*WHAT THE EXERCISE ASKS*. Please go through the records below and return every line holding the word "HashSet".

*Stored data entries*.
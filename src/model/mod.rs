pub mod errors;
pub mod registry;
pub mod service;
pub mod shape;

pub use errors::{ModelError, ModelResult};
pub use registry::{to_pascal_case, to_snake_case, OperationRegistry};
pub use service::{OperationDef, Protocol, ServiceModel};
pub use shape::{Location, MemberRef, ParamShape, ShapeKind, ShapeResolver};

--

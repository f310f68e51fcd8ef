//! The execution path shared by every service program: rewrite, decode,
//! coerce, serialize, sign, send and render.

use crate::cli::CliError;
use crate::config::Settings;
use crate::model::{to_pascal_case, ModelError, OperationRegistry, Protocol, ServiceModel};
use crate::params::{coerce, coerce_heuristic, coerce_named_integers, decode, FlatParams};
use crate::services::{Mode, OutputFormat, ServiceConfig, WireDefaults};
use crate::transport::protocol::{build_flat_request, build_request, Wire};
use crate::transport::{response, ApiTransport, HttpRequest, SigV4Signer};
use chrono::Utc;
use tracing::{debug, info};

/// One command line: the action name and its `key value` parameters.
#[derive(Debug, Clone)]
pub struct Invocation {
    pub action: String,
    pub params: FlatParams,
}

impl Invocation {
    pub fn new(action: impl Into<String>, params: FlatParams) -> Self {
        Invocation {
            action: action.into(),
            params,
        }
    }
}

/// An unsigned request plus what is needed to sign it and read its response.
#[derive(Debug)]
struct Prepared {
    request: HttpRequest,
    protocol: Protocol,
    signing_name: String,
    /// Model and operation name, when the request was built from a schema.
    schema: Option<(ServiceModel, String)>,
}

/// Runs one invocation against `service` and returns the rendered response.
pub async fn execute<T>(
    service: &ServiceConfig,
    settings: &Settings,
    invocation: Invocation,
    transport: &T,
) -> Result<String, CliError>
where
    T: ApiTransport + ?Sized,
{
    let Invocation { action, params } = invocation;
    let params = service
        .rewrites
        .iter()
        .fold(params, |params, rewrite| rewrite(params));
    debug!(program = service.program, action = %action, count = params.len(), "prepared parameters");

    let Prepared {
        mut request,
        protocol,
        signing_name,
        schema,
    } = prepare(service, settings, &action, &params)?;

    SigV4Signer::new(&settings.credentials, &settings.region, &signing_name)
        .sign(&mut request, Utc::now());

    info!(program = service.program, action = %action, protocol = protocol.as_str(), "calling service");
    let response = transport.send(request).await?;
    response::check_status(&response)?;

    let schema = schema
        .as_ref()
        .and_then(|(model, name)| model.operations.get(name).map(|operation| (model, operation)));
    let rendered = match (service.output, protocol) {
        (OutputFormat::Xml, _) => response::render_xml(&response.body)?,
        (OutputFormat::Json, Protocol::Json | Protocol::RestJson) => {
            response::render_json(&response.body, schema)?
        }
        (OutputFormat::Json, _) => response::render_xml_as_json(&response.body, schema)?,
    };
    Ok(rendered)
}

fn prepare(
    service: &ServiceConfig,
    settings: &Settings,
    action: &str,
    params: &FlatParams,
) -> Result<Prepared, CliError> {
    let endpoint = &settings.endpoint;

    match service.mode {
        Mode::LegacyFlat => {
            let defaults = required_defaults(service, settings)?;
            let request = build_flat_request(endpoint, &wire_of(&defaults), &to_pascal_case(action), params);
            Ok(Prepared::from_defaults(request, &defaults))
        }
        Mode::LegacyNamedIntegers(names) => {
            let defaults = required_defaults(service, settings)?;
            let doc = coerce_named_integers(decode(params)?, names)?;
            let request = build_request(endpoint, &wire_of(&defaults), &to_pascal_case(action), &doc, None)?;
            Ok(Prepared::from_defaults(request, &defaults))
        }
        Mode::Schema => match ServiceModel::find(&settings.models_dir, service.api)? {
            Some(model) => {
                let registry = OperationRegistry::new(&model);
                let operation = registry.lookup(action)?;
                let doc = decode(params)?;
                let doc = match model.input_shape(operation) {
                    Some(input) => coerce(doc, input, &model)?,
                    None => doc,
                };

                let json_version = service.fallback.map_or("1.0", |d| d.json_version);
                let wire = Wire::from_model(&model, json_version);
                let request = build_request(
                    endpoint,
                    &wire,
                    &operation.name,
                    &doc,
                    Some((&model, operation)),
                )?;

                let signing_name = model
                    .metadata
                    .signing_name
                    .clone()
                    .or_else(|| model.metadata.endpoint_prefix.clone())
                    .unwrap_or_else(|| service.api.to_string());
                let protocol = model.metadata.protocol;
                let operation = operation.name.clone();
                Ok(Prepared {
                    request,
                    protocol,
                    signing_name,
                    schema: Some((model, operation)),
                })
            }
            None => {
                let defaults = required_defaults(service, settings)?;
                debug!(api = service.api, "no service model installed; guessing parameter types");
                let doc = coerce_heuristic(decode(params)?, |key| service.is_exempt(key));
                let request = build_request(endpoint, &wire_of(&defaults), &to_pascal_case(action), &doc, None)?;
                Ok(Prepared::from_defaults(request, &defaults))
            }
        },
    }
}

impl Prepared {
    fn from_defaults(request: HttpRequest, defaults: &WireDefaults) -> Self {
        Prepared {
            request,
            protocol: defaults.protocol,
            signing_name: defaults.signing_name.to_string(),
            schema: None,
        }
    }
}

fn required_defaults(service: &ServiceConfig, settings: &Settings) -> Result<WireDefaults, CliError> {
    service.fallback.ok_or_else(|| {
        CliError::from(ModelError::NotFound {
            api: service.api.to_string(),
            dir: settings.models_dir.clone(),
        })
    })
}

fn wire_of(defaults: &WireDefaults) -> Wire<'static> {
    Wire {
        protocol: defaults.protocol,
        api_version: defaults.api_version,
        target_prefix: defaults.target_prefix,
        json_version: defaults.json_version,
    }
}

* * *

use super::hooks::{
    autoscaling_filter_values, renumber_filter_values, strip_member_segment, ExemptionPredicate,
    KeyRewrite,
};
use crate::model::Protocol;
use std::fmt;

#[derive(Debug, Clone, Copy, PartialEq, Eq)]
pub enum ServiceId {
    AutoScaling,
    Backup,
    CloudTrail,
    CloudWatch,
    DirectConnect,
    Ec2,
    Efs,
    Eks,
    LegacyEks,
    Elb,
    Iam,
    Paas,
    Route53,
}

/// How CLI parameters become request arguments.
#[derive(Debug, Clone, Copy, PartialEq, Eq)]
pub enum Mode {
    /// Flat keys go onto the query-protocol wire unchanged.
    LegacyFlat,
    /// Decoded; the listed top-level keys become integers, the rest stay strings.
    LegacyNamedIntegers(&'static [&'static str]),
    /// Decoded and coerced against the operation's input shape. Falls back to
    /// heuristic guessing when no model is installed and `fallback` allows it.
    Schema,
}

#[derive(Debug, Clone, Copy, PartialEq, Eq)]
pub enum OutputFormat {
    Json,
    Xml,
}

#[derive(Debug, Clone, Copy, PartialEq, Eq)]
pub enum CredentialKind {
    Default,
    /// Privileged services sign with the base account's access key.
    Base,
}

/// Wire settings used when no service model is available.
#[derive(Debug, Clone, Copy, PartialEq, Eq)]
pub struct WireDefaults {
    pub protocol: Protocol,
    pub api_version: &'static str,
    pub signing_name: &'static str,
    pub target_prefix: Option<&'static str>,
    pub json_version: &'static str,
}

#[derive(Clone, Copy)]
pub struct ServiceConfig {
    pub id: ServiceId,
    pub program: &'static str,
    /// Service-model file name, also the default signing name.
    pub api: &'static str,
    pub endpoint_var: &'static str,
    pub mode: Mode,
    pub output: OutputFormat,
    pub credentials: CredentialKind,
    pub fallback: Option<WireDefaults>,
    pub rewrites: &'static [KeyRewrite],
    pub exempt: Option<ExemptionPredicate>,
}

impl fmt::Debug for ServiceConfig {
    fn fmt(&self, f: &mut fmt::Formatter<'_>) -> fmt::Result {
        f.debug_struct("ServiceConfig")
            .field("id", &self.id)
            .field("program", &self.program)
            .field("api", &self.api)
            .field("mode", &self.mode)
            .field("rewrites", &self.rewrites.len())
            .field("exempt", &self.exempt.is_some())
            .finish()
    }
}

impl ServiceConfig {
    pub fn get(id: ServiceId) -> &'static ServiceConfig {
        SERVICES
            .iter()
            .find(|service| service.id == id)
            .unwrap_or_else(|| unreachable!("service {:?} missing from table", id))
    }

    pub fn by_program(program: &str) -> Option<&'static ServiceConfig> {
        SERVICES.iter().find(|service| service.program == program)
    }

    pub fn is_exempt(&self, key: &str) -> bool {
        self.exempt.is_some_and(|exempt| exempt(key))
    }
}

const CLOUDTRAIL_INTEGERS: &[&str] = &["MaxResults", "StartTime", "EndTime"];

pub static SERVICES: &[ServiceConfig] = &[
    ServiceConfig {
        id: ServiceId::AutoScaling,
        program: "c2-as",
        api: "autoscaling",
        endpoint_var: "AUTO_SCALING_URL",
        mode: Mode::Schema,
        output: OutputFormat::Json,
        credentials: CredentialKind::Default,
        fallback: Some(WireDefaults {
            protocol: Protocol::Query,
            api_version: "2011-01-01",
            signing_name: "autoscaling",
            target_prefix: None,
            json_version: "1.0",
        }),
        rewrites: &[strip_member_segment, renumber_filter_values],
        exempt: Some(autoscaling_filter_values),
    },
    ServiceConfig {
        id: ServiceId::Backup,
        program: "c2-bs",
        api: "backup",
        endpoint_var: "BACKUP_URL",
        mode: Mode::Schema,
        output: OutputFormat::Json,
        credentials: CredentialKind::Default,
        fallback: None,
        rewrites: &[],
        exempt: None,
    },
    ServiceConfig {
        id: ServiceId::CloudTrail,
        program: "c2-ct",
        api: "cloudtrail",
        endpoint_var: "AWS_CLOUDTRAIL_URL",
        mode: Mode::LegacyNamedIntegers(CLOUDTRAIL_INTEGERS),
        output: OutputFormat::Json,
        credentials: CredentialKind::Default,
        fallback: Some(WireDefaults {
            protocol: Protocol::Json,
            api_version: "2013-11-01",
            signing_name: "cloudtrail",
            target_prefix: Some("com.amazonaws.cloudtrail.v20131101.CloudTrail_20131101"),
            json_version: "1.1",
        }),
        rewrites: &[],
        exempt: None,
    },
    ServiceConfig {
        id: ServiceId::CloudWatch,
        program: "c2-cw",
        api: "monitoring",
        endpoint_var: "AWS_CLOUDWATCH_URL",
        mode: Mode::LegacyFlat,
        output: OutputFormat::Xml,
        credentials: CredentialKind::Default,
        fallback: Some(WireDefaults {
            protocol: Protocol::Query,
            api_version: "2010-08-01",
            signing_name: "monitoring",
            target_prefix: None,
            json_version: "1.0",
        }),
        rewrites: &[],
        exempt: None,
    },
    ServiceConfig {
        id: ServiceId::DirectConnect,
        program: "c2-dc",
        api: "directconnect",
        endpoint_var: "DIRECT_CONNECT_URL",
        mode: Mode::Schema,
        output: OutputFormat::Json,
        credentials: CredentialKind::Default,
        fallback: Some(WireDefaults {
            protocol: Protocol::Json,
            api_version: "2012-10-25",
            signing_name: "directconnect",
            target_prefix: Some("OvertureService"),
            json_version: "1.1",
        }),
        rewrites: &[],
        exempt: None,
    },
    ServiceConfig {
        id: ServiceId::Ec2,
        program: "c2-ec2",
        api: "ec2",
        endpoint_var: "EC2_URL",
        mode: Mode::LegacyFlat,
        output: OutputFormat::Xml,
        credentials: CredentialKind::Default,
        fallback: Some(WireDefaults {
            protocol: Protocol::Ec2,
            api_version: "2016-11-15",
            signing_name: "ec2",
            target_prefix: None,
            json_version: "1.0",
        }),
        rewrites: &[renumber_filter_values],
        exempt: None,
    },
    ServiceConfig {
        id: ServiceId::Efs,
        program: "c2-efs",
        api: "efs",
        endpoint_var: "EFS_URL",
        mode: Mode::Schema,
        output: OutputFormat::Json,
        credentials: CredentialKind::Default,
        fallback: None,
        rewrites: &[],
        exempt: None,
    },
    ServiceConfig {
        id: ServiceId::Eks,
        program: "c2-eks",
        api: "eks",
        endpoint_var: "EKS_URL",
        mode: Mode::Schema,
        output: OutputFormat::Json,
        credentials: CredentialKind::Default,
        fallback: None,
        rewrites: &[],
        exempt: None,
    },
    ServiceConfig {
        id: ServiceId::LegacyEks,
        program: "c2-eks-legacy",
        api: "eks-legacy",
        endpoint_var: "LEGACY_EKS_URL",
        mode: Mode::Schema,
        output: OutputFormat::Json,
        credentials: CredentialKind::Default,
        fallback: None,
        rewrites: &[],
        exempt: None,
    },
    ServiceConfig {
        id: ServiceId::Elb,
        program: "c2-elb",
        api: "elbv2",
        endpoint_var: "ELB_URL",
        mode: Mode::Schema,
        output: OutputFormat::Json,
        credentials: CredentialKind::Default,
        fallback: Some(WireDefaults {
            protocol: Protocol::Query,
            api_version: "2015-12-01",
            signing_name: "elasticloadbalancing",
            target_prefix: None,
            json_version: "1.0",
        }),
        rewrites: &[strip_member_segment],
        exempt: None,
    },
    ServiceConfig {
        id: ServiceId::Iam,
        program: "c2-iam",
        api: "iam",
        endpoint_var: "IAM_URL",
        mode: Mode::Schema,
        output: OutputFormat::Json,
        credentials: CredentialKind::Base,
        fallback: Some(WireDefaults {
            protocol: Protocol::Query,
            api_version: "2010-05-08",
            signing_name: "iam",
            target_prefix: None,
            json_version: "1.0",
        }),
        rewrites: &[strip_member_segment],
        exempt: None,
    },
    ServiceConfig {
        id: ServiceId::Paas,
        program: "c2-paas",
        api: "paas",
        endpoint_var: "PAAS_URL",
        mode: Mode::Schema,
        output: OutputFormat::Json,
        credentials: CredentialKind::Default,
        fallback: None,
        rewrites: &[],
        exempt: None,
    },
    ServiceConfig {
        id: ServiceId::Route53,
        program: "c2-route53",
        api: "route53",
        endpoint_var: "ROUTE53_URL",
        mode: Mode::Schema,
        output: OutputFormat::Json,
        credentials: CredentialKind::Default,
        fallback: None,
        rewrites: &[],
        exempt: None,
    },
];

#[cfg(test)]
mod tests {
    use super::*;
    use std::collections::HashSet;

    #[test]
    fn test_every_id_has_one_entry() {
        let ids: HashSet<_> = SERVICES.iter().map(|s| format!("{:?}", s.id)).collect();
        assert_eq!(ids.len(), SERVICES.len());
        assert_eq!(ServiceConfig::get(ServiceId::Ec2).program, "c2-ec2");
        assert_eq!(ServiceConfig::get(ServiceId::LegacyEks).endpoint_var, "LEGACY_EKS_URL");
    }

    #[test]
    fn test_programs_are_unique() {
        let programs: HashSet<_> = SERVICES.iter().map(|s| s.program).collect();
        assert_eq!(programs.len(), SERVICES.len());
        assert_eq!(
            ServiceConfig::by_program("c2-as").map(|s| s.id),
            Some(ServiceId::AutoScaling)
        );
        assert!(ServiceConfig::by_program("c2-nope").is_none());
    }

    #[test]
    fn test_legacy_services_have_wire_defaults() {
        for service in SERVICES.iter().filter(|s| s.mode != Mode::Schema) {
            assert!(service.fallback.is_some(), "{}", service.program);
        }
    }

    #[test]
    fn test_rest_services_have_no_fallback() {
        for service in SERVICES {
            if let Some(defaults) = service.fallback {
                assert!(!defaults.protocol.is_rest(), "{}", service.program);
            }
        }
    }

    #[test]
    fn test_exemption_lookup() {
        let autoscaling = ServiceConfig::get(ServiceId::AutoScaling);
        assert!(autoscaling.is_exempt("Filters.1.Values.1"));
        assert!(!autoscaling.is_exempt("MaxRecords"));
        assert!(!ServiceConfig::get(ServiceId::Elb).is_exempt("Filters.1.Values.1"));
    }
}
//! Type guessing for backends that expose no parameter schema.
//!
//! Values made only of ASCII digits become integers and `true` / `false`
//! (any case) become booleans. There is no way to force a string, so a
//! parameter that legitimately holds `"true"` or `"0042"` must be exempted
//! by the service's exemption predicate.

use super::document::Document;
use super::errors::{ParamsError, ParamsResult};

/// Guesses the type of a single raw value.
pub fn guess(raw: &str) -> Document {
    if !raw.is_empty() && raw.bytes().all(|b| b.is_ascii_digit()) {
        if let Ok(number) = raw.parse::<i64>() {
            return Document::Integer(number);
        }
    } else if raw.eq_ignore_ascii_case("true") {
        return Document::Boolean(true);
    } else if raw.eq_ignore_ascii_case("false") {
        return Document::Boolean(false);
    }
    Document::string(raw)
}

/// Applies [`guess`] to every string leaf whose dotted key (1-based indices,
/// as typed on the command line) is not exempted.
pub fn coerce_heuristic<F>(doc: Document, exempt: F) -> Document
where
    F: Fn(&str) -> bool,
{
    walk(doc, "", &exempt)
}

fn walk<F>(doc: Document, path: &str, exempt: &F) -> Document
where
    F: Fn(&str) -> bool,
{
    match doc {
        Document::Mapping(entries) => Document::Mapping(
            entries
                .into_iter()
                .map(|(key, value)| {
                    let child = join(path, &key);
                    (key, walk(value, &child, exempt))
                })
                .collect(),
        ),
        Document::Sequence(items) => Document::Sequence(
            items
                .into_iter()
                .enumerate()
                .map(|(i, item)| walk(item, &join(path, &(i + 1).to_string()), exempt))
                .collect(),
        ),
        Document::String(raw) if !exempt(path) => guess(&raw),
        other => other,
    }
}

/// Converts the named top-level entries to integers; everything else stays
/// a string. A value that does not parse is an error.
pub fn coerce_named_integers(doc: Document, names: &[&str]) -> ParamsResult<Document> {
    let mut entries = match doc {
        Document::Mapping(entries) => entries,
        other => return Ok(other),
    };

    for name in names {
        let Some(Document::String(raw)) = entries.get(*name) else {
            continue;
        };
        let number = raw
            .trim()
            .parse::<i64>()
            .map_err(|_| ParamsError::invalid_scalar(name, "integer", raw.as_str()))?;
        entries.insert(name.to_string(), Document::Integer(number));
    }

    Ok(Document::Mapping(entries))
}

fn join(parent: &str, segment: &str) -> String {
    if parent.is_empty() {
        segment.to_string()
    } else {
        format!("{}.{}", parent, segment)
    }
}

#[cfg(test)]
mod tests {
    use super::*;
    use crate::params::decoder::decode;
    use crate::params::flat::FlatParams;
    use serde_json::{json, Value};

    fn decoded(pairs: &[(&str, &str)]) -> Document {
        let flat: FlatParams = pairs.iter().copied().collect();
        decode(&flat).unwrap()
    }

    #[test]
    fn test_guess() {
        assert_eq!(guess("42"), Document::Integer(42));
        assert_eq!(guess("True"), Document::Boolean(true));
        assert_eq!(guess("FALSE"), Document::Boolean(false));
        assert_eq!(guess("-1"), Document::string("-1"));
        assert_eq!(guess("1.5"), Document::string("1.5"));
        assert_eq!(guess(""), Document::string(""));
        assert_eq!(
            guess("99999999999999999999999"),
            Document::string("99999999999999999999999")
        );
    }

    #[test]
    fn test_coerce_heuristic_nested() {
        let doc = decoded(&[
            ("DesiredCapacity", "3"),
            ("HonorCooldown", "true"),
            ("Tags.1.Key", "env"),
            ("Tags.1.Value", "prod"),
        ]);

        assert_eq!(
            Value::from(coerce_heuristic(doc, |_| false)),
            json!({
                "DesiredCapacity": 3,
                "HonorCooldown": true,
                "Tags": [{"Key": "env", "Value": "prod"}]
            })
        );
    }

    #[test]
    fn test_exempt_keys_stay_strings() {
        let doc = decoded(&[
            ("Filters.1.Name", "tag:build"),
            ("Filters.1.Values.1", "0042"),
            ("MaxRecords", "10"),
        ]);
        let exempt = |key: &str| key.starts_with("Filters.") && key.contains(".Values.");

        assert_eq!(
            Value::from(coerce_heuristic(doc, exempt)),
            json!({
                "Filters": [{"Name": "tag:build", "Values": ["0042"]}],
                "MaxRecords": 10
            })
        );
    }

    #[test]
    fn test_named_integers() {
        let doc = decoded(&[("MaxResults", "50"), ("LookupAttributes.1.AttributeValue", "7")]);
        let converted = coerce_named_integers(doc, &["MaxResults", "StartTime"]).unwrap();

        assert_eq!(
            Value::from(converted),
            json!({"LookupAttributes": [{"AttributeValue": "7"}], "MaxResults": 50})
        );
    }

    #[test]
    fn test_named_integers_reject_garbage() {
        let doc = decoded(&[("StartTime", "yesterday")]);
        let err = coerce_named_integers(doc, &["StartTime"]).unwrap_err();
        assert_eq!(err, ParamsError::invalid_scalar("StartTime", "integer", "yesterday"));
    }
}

*ANSWER TO THE PROBLEM*.
    use std::collections::HashSet;
        let ids: HashSet<_> = SERVICES.iter().map(|s| format!("{:?}", s.id)).collect();
        let programs: HashSet<_> = SERVICES.iter().map(|s| s.program).collect();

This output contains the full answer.